Congestive heart failure patients may benefit from a test for pulmonary hypertension
Woodruff Health Sciences Center | July 2, 2012
Jennifer Johnson (media inquiries only)
A new Emory University study highlights the importance of performing an echocardiogram to measure pulmonary artery systolic pressures in stable patients with congestive heart failure (HF). Researchers will present a study poster during the American Society of Echocardiography’s 23rd Annual Scientific Sessions currently being held in National Harbor, MD.
The study, led by Sarawut Siwamogsatham, MD, found that, in stable outpatients with HF, pulmonary hypertension (defined as pulmonary artery systolic pressure greater than 45 mmHg), diagnosed by echocardiography, is a strong predictor of higher risk of clinical events and higher hospitalization rates.

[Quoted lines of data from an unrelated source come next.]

// SPDX-License-Identifier: BUSL-1.1
// Copyright (c) 2026 Alfred Jean LLC

//! Job records and lifecycle policy.
//!
//! A job is Loaded-Idle (on demand, activation descriptors watched), Running
//! (one live child), or retired by removal. Policy constants: a child that
//! ran at least the minimum run time clears the failure streak; a streak
//! above the threshold retires the job.

use std::os::unix::io::{AsRawFd, RawFd};
use std::time::{Duration, Instant};

use nix::sys::signal::Signal;
use nix::sys::wait::WaitStatus;
use nix::unistd::Pid;
use tokio::io::{unix::AsyncFd, Interest};
use tokio::sync::mpsc;
use tokio_util::sync::CancellationToken;
use tracing::{debug, warn};

use warden_wire::{keys, Value};

use crate::event::{ConnId, Event};

/// Consecutive bad exits after which a job is retired.
pub const FAILED_EXITS_THRESHOLD: u32 = 10;

/// A demand port registered with the bridge on the job's behalf.
pub struct DemandPort {
    pub slot: usize,
    pub fd: RawFd,
    pub armed: bool,
}

/// One declared job.
pub struct Job {
    descriptor: Value,
    label: String,
    pub pid: Option<Pid>,
    started_at: Option<Instant>,
    pub failed_exits: u32,
    pub conn: Option<ConnId>,
    pub checked_in: bool,
    watch: Option<CancellationToken>,
    pub ports: Vec<DemandPort>,
}

/// What to do with a job after its child has been reaped.
#[derive(Debug, PartialEq, Eq)]
pub enum ExitAction {
    /// Failure streak crossed the threshold; retire.
    Remove,
    /// On-demand: go back to watching activation descriptors.
    Rewatch,
    /// Helper with batch disabled stays idle until batch returns.
    StayIdle,
    /// Keep-alive job: start again.
    Respawn,
}

impl Job {
    /// Wrap a validated descriptor, filling in the defaulted policy flags.
    pub fn new(mut descriptor: Value) -> Self {
        if descriptor.get(keys::ON_DEMAND).is_none() {
            descriptor.insert(keys::ON_DEMAND, Value::Bool(true));
        }
        if descriptor.get(keys::SERVICE_IPC).is_none() {
            descriptor.insert(keys::SERVICE_IPC, Value::Bool(true));
        }
        let label = descriptor.get_str(keys::LABEL).unwrap_or_default().to_string();

        Self {
            descriptor,
            label,
            pid: None,
            started_at: None,
            failed_exits: 0,
            conn: None,
            checked_in: false,
            watch: None,
            ports: Vec::new(),
        }
    }

    pub fn label(&self) -> &str {
        &self.label
    }

    pub fn descriptor(&self) -> &Value {
        &self.descriptor
    }

    /// Program name used in log lines: the override, else argv[0].
    pub fn argv0(&self) -> &str {
        self.descriptor
            .get_str(keys::PROGRAM)
            .or_else(|| {
                self.descriptor
                    .get(keys::PROGRAM_ARGUMENTS)
                    .and_then(Value::as_array)
                    .and_then(|args| args.first())
                    .and_then(Value::as_str)
            })
            .unwrap_or("?")
    }

    pub fn on_demand(&self) -> bool {
        self.descriptor.get_bool(keys::ON_DEMAND)
    }

    pub fn service_ipc(&self) -> bool {
        self.descriptor.get_bool(keys::SERVICE_IPC)
    }

    pub fn is_helper(&self) -> bool {
        self.label == keys::HELPER_LABEL
    }

    /// The check-in contract stands broken iff service IPC was demanded and
    /// the child exited without ever claiming its trusted channel.
    pub fn contract_breached(&self) -> bool {
        self.service_ipc() && !self.checked_in
    }

    /// Bookkeeping at the moment of a start attempt.
    ///
    /// A previous run that lasted at least `min_run` clears the failure
    /// streak. Returns the throttle remainder the child must sleep when the
    /// job is respawning too fast after bad exits.
    pub fn begin_start(&mut self, min_run: Duration) -> Option<Duration> {
        let gap = self.started_at.map(|at| at.elapsed());
        self.started_at = Some(Instant::now());

        match gap {
            Some(gap) if gap >= min_run => {
                // A long run earns forgiveness for infrequent bugs.
                self.failed_exits = 0;
                None
            }
            Some(gap) if !self.on_demand() && self.failed_exits > 0 => Some(min_run - gap),
            _ => None,
        }
    }

    /// Collect the child's status into the failure streak and clear the
    /// per-run state.
    pub fn reap(&mut self, status: &WaitStatus) {
        if bad_exit(status) {
            match status {
                WaitStatus::Exited(pid, code) => {
                    warn!("{}[{pid}] exited with exit code {code}", self.argv0());
                }
                WaitStatus::Signaled(pid, sig, _) => {
                    warn!("{}[{pid}] exited abnormally: {sig}", self.argv0());
                }
                _ => {}
            }
            self.failed_exits += 1;
        } else {
            self.failed_exits = 0;
        }

        self.pid = None;
        self.conn = None;
        self.checked_in = false;
    }

    /// Begin watching every activation descriptor outside the demand-port
    /// set. Each watcher fires at most once; starting or removing the job
    /// cancels the rest.
    pub fn watch_activation(&mut self, events: &mpsc::Sender<Event>) {
        self.unwatch();

        let mut fds = Vec::new();
        collect_watchable(&self.descriptor, &mut fds);
        if fds.is_empty() {
            return;
        }

        let token = CancellationToken::new();
        for fd in fds {
            watch_fd(self.label.clone(), fd, events.clone(), token.clone());
        }
        self.watch = Some(token);
    }

    /// Stop watching activation descriptors (child starting, or removal).
    pub fn unwatch(&mut self) {
        if let Some(token) = self.watch.take() {
            token.cancel();
        }
    }

    /// Descriptor leaves under the demand-port key, to register with the
    /// bridge.
    pub fn demand_port_fds(&self) -> Vec<RawFd> {
        let mut fds = Vec::new();
        if let Some(ports) = self.descriptor.get(keys::DEMAND_PORTS) {
            ports.for_each_fd(&mut |fd| fds.push(fd));
        }
        fds
    }

    /// Tear down the record: stop watching and close every owned descriptor.
    pub fn destroy(mut self) {
        self.unwatch();
        self.descriptor.close_fds();
    }
}

/// Decide the job's next transition after [`Job::reap`].
pub fn post_exit_action(job: &Job, batch_enabled: bool) -> ExitAction {
    if job.failed_exits > FAILED_EXITS_THRESHOLD {
        ExitAction::Remove
    } else if job.on_demand() {
        ExitAction::Rewatch
    } else if job.is_helper() && !batch_enabled {
        ExitAction::StayIdle
    } else {
        ExitAction::Respawn
    }
}

/// A non-zero exit, or death by any signal other than the ones the
/// supervisor itself sends, counts against the job.
pub fn bad_exit(status: &WaitStatus) -> bool {
    match status {
        WaitStatus::Exited(_, code) => *code != 0,
        WaitStatus::Signaled(_, sig, _) => *sig != Signal::SIGTERM && *sig != Signal::SIGKILL,
        _ => false,
    }
}

/// Activation descriptors are every descriptor leaf of the job descriptor
/// except the demand-port set, which belongs to the bridge.
fn collect_watchable(value: &Value, fds: &mut Vec<RawFd>) {
    match value {
        Value::Dict(map) => {
            for (key, child) in map {
                if key == keys::DEMAND_PORTS {
                    continue;
                }
                collect_watchable(child, fds);
            }
        }
        Value::Array(items) => {
            for child in items {
                collect_watchable(child, fds);
            }
        }
        Value::Fd(fd) if *fd >= 0 => fds.push(*fd),
        _ => {}
    }
}

struct Watched(RawFd);

impl AsRawFd for Watched {
    fn as_raw_fd(&self) -> RawFd {
        self.0
    }
}

fn watch_fd(label: String, fd: RawFd, events: mpsc::Sender<Event>, token: CancellationToken) {
    tokio::spawn(async move {
        let watched = match AsyncFd::with_interest(Watched(fd), Interest::READABLE) {
            Ok(watched) => watched,
            Err(e) => {
                debug!("cannot watch descriptor {fd} for {label}: {e}");
                return;
            }
        };

        tokio::select! {
            _ = token.cancelled() => {}
            ready = watched.readable() => {
                if ready.is_ok() {
                    let _ = events.send(Event::Activation { label }).await;
                }
            }
        }
    });
}

#[cfg(test)]
#[path = "job_tests.rs"]
mod tests;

According to the NIH, pulmonary hypertension is abnormally high blood pressure in the arteries of the lungs. It makes the right side of the heart need to work harder than normal. Initial symptoms may include shortness of breath or light-headedness during activity and heart palpitations. Over time, symptoms occur with lighter activity or even while at rest.
"This is an important study for congestive heart failure patients. A simple, noninvasive echocardiogram to measure pulmonary artery systolic pressure can provide critical information to help predict if they are at a higher risk for adverse outcomes and help doctors target potential interventions to improve their health," explains primary investigator Andreas Kalogeropoulos, MD, assistant professor of medicine, Emory University School of Medicine.
An echocardiogram is a test that uses sound waves to create a moving picture of the heart. The picture is much more detailed than a plain x-ray image and involves no radiation exposure.